High-priority transactions cost as much as $10.44 per data seen at press time. The figures represented a massive drop compared to fees after last week’s halving. At the time, participants had to pay more than $146 for medium-priority transactions and over $170 for high-priority sends.
According to CoinMarketCap, the price of BTC was relatively unchanged after the asset’s much-anticipated code change designed by Satoshi Nakamoto to bolster scarcity and kneecap token inflation. In the past seven days, BTC gained around 2.4% to trade at around $66,000.
BTC transaction fee data | Source: Mempool.spaceBitcoin Runes meet lackluster post-halving results
A primary concern during the BTC pre-halving was reduced revenue for miners due to block rewards being cut by 50%. Casey Rodarmor’s Runes protocol was touted as a solution and was slated to launch simultaneously with the halving to bootstrap on-chain activity.

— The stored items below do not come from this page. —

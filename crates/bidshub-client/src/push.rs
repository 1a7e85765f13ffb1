// SPDX-License-Identifier: Apache-2.0
// Copyright © 2025 Au-Zone Technologies. All Rights Reserved.

//! Memory-bounded sharded push to the dataset hub.
//!
//! Embedding NIfTI payloads turns a kilobyte-scale file table into a table
//! holding the full dataset (hundreds of gigabytes for longitudinal MRI
//! cohorts). The push therefore never materializes more than one shard:
//! each contiguous row slice is re-materialized, embedded, written to a
//! temporary Parquet file, uploaded, and deleted before the next slice is
//! touched. Peak memory is one embedded shard; peak disk is one shard file.
//!
//! Shard count is chosen by the caller; the dataset builders default to one
//! shard per row, which keeps a shard at the size of a single session's
//! images.

use crate::{
    Error,
    client::{HubClient, Progress},
    table::{Feature, Features},
};
use log::{error, info, warn};
use polars::prelude::*;
use std::path::Path;
use tokio::sync::mpsc::Sender;

/// Options for [`push_to_hub`].
#[derive(Debug, Clone)]
pub struct PushOptions {
    /// Embed NIfTI file contents into the shards. Required for the pushed
    /// dataset to be usable by others; disable only for local testing.
    pub embed_external_files: bool,
    /// Number of Parquet shards. Values of 0 or 1 push a single shard; the
    /// count is clamped to the row count.
    pub num_shards: usize,
    /// Create the repository as private.
    pub private: bool,
    /// Target branch. Defaults to `main`.
    pub revision: Option<String>,
    /// Split name used in shard file names and the manifest.
    pub split: Option<String>,
}

impl Default for PushOptions {
    fn default() -> Self {
        Self {
            embed_external_files: true,
            num_shards: 1,
            private: false,
            revision: None,
            split: None,
        }
    }
}

/// Contiguous shard partition: row offset and length of shard `index`.
///
/// With `r = rows % num_shards`, the first `r` shards carry one extra row,
/// so every row lands in exactly one shard and shard sizes differ by at
/// most one.
pub fn contiguous_shard_bounds(rows: usize, num_shards: usize, index: usize) -> (usize, usize) {
    let div = rows / num_shards;
    let rem = rows % num_shards;
    let len = div + usize::from(index < rem);
    let offset = index * div + index.min(rem);
    (offset, len)
}

/// Re-materialize a table slice as a fresh, single-chunk table.
///
/// Slices share chunked buffers with the parent table; the embed step is
/// defined only over contiguous single-chunk input, so every shard is
/// rebuilt from rechunked columns before embedding.
pub fn rematerialize(df: &DataFrame) -> Result<DataFrame, Error> {
    let columns: Vec<Column> = df
        .get_columns()
        .iter()
        .map(|c| c.as_materialized_series().rechunk().into())
        .collect();
    Ok(DataFrame::new(columns)?)
}

fn read_payload(path: &str) -> Result<Vec<u8>, Error> {
    std::fs::read(path).map_err(|e| {
        error!("Failed to read payload {}: {}", path, e);
        Error::IoError(e)
    })
}

fn embed_path_column(column: &Column) -> Result<Column, Error> {
    let paths = column.str()?;
    let mut builder =
        BinaryChunkedBuilder::new(column.name().clone(), column.len());

    for path in paths.into_iter() {
        match path {
            Some(path) => builder.append_value(&read_payload(path)?),
            None => builder.append_null(),
        }
    }

    Ok(builder.finish().into_series().into())
}

fn embed_path_list_column(column: &Column) -> Result<Column, Error> {
    let lists = column.list()?;
    let mut rows: Vec<Series> = Vec::with_capacity(lists.len());

    for i in 0..lists.len() {
        let mut builder = BinaryChunkedBuilder::new("".into(), 0);
        if let Some(inner) = lists.get_as_series(i) {
            let paths = inner.str()?;
            for path in paths.into_iter() {
                match path {
                    Some(path) => builder.append_value(&read_payload(path)?),
                    None => builder.append_null(),
                }
            }
        }
        rows.push(builder.finish().into_series());
    }

    let series = Series::new(column.name().clone(), rows)
        .cast(&DataType::List(Box::new(DataType::Binary)))?;
    Ok(series.into())
}

/// Replace NIfTI path columns with the files' binary contents.
///
/// Scalar [`Feature::Nifti`] columns become Binary; `Sequence(Nifti)`
/// columns become List(Binary). Null paths stay null and empty lists stay
/// empty, but a non-null path that cannot be read is an error; silently
/// dropping an image would corrupt the pushed dataset.
pub fn embed_table_storage(df: &DataFrame, features: &Features) -> Result<DataFrame, Error> {
    let mut columns = Vec::with_capacity(df.width());

    for column in df.get_columns() {
        let feature = features.get(column.name().as_str());
        let embedded = match feature {
            Some(Feature::Nifti) => embed_path_column(column)?,
            Some(Feature::Sequence(inner)) if matches!(**inner, Feature::Nifti) => {
                embed_path_list_column(column)?
            }
            _ => column.clone(),
        };
        columns.push(embedded);
    }

    Ok(DataFrame::new(columns)?)
}

/// Build the dataset manifest describing the pushed table.
pub fn dataset_manifest(
    features: &Features,
    split: &str,
    num_rows: usize,
    shard_lengths: &[usize],
    num_bytes: u64,
) -> serde_json::Value {
    serde_json::json!({
        "features": features.to_manifest(),
        "splits": {
            split: {
                "name": split,
                "num_examples": num_rows,
                "num_bytes": num_bytes,
                "shard_lengths": shard_lengths,
            }
        },
        "download_size": num_bytes,
    })
}

/// Push a typed dataset table to the hub, shard by shard.
///
/// Creates the repository (tolerating prior existence), then for each
/// contiguous shard: re-materialize, embed, write Parquet, upload as
/// `data/{split}-{i:05}-of-{n:05}.parquet`, delete the local file. After
/// all shards, uploads a `dataset_info.json` manifest describing the full
/// table. `progress` receives one tick per completed shard.
///
/// The shard loop is strictly sequential; that sequencing, not any
/// concurrency control, is what bounds peak memory.
pub async fn push_to_hub(
    client: &HubClient,
    table: &DataFrame,
    features: &Features,
    repo_id: &str,
    options: &PushOptions,
    progress: Option<Sender<Progress>>,
) -> Result<(), Error> {
    let rows = table.height();
    let split = options.split.as_deref().unwrap_or("train");
    let revision = options.revision.as_deref();

    let num_shards = if rows == 0 {
        warn!("Table for {} has no rows; pushing manifest only", repo_id);
        0
    } else {
        options.num_shards.clamp(1, rows)
    };
    info!(
        "Pushing {} rows to {} in {} shard(s)",
        rows, repo_id, num_shards
    );

    client.create_repo(repo_id, options.private, true).await?;

    let tmpdir = tempfile::TempDir::new()?;
    let mut shard_lengths = Vec::with_capacity(num_shards);
    let mut total_bytes: u64 = 0;

    for index in 0..num_shards {
        let (offset, len) = contiguous_shard_bounds(rows, num_shards, index);
        shard_lengths.push(len);

        let shard = table.slice(offset as i64, len);
        let fresh = rematerialize(&shard)?;
        drop(shard);

        let mut embedded = if options.embed_external_files {
            embed_table_storage(&fresh, features)?
        } else {
            fresh
        };

        let shard_name = format!("{}-{:05}-of-{:05}.parquet", split, index, num_shards);
        let local_path = tmpdir.path().join(&shard_name);
        write_parquet(&local_path, &mut embedded)?;
        drop(embedded);

        total_bytes += std::fs::metadata(&local_path)?.len();

        let message = format!("Upload shard {}/{}", index + 1, num_shards);
        if let Err(e) = client
            .upload_file(
                repo_id,
                &local_path,
                &format!("data/{}", shard_name),
                revision,
                &message,
                None,
            )
            .await
        {
            error!("Failed to upload shard {}: {}", index, e);
            return Err(e);
        }

        // Remove immediately so local disk holds at most one shard
        std::fs::remove_file(&local_path)?;

        if let Some(ref tx) = progress {
            let _ = tx
                .send(Progress {
                    current: index + 1,
                    total: num_shards,
                })
                .await;
        }
    }

    info!("Generating and uploading dataset manifest");
    let manifest = dataset_manifest(features, split, rows, &shard_lengths, total_bytes);
    let manifest_path = tmpdir.path().join("dataset_info.json");
    std::fs::write(&manifest_path, serde_json::to_string_pretty(&manifest)?)?;

    client
        .upload_file(
            repo_id,
            &manifest_path,
            "dataset_info.json",
            revision,
            "Upload dataset metadata",
            None,
        )
        .await?;

    info!("Memory-efficient upload to {} complete", repo_id);
    Ok(())
}

fn write_parquet(path: &Path, df: &mut DataFrame) -> Result<(), Error> {
    let file = std::fs::File::create(path)?;
    ParquetWriter::new(file).finish(df)?;
    Ok(())
}

#[cfg(test)]
mod tests {
    use super::*;
    use crate::table::{f32_column, str_column, str_list_column};
    use std::fs;
    use tempfile::TempDir;

    fn sample_features() -> Features {
        Features::new(vec![
            ("subject_id", Feature::String),
            ("t1w", Feature::Nifti),
            ("dwi", Feature::Sequence(Box::new(Feature::Nifti))),
            ("age", Feature::Float32),
        ])
    }

    #[test]
    fn test_contiguous_shard_bounds_even() {
        let bounds: Vec<_> = (0..5)
            .map(|i| contiguous_shard_bounds(10, 5, i))
            .collect();
        assert_eq!(bounds, vec![(0, 2), (2, 2), (4, 2), (6, 2), (8, 2)]);
    }

    #[test]
    fn test_contiguous_shard_bounds_remainder() {
        // 10 rows over 3 shards: first shard gets the extra row
        let bounds: Vec<_> = (0..3)
            .map(|i| contiguous_shard_bounds(10, 3, i))
            .collect();
        assert_eq!(bounds, vec![(0, 4), (4, 3), (7, 3)]);

        // Every row covered exactly once
        let total: usize = bounds.iter().map(|(_, len)| len).sum();
        assert_eq!(total, 10);
    }

    #[test]
    fn test_contiguous_shard_bounds_one_per_row() {
        for i in 0..4 {
            assert_eq!(contiguous_shard_bounds(4, 4, i), (i, 1));
        }
    }

    #[test]
    fn test_rematerialize_single_chunk() {
        let a = DataFrame::new(vec![str_column("x", vec![Some("a".to_string())])]).unwrap();
        let b = DataFrame::new(vec![str_column("x", vec![Some("b".to_string())])]).unwrap();
        let combined = a.vstack(&b).unwrap();
        let chunks = |df: &DataFrame| df.get_columns()[0].as_materialized_series().n_chunks();
        assert!(chunks(&combined) > 1);

        let fresh = rematerialize(&combined).unwrap();
        assert_eq!(chunks(&fresh), 1);
        assert_eq!(fresh.height(), 2);
    }

    #[test]
    fn test_embed_table_storage() {
        let dir = TempDir::new().unwrap();
        let t1w_path = dir.path().join("sub-01_T1w.nii.gz");
        let dwi_path = dir.path().join("sub-01_dwi.nii.gz");
        fs::write(&t1w_path, b"T1W-PAYLOAD").unwrap();
        fs::write(&dwi_path, b"DWI-PAYLOAD").unwrap();

        let df = DataFrame::new(vec![
            str_column(
                "subject_id",
                vec![Some("sub-01".to_string()), Some("sub-02".to_string())],
            ),
            str_column(
                "t1w",
                vec![Some(t1w_path.to_string_lossy().into_owned()), None],
            ),
            str_list_column(
                "dwi",
                vec![vec![dwi_path.to_string_lossy().into_owned()], vec![]],
            )
            .unwrap(),
            f32_column("age", vec![Some(42.0), Some(39.0)]),
        ])
        .unwrap();

        let embedded = embed_table_storage(&df, &sample_features()).unwrap();

        let t1w = embedded.column("t1w").unwrap();
        assert_eq!(t1w.dtype(), &DataType::Binary);
        let t1w = t1w.binary().unwrap();
        assert_eq!(t1w.get(0), Some(b"T1W-PAYLOAD".as_slice()));
        assert_eq!(t1w.get(1), None);

        let dwi = embedded.column("dwi").unwrap();
        assert_eq!(
            dwi.dtype(),
            &DataType::List(Box::new(DataType::Binary))
        );
        let dwi = dwi.list().unwrap();
        let first = dwi.get_as_series(0).unwrap();
        assert_eq!(
            first.binary().unwrap().get(0),
            Some(b"DWI-PAYLOAD".as_slice())
        );
        assert_eq!(dwi.get_as_series(1).unwrap().len(), 0);

        // Metadata columns pass through untouched
        assert_eq!(
            embedded.column("age").unwrap().dtype(),
            &DataType::Float32
        );
    }

    #[test]
    fn test_embed_table_storage_missing_file() {
        let df = DataFrame::new(vec![
            str_column("subject_id", vec![Some("sub-01".to_string())]),
            str_column("t1w", vec![Some("/nonexistent/file.nii.gz".to_string())]),
            str_list_column("dwi", vec![vec![]]).unwrap(),
            f32_column("age", vec![None]),
        ])
        .unwrap();

        assert!(embed_table_storage(&df, &sample_features()).is_err());
    }

    #[test]
    fn test_dataset_manifest() {
        let manifest = dataset_manifest(&sample_features(), "train", 10, &[4, 3, 3], 1234);
        assert_eq!(manifest["splits"]["train"]["num_examples"], 10);
        assert_eq!(manifest["splits"]["train"]["shard_lengths"][0], 4);
        assert_eq!(manifest["download_size"], 1234);
        assert_eq!(manifest["features"]["t1w"]["_type"], "Nifti");
    }

    #[test]
    fn test_write_parquet_roundtrip() {
        let dir = TempDir::new().unwrap();
        let path = dir.path().join("shard.parquet");

        let mut df = DataFrame::new(vec![
            str_column("subject_id", vec![Some("sub-01".to_string())]),
            f32_column("age", vec![Some(42.0)]),
        ])
        .unwrap();
        write_parquet(&path, &mut df).unwrap();

        let file = std::fs::File::open(&path).unwrap();
        let read = ParquetReader::new(file).finish().unwrap();
        assert_eq!(read.height(), 1);
        assert_eq!(read.get_column_names_str(), vec!["subject_id", "age"]);
    }
}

Rodarmor’s Runes enables users to create UTXO-based fungible assets on BTC’s blockchain, promising another avenue to kickstart decentralized finance (defi) on the world’s biggest blockchain.
Bitcoin Runes is said to improve on the BRC-2O token standard designed by the pseudonymous developer Domo. Domo’s idea was an offshoot of the Ordinal protocol released by Rodarmor.
Days after the halving, the Runestone NFT collection has nearly 50% of its floor price value. Per MagicEden, the average cost of a so-called Runestole fell from 0.073 BTC to 0.035 as of writing, signaling reduced interest in the concept after the initial hype.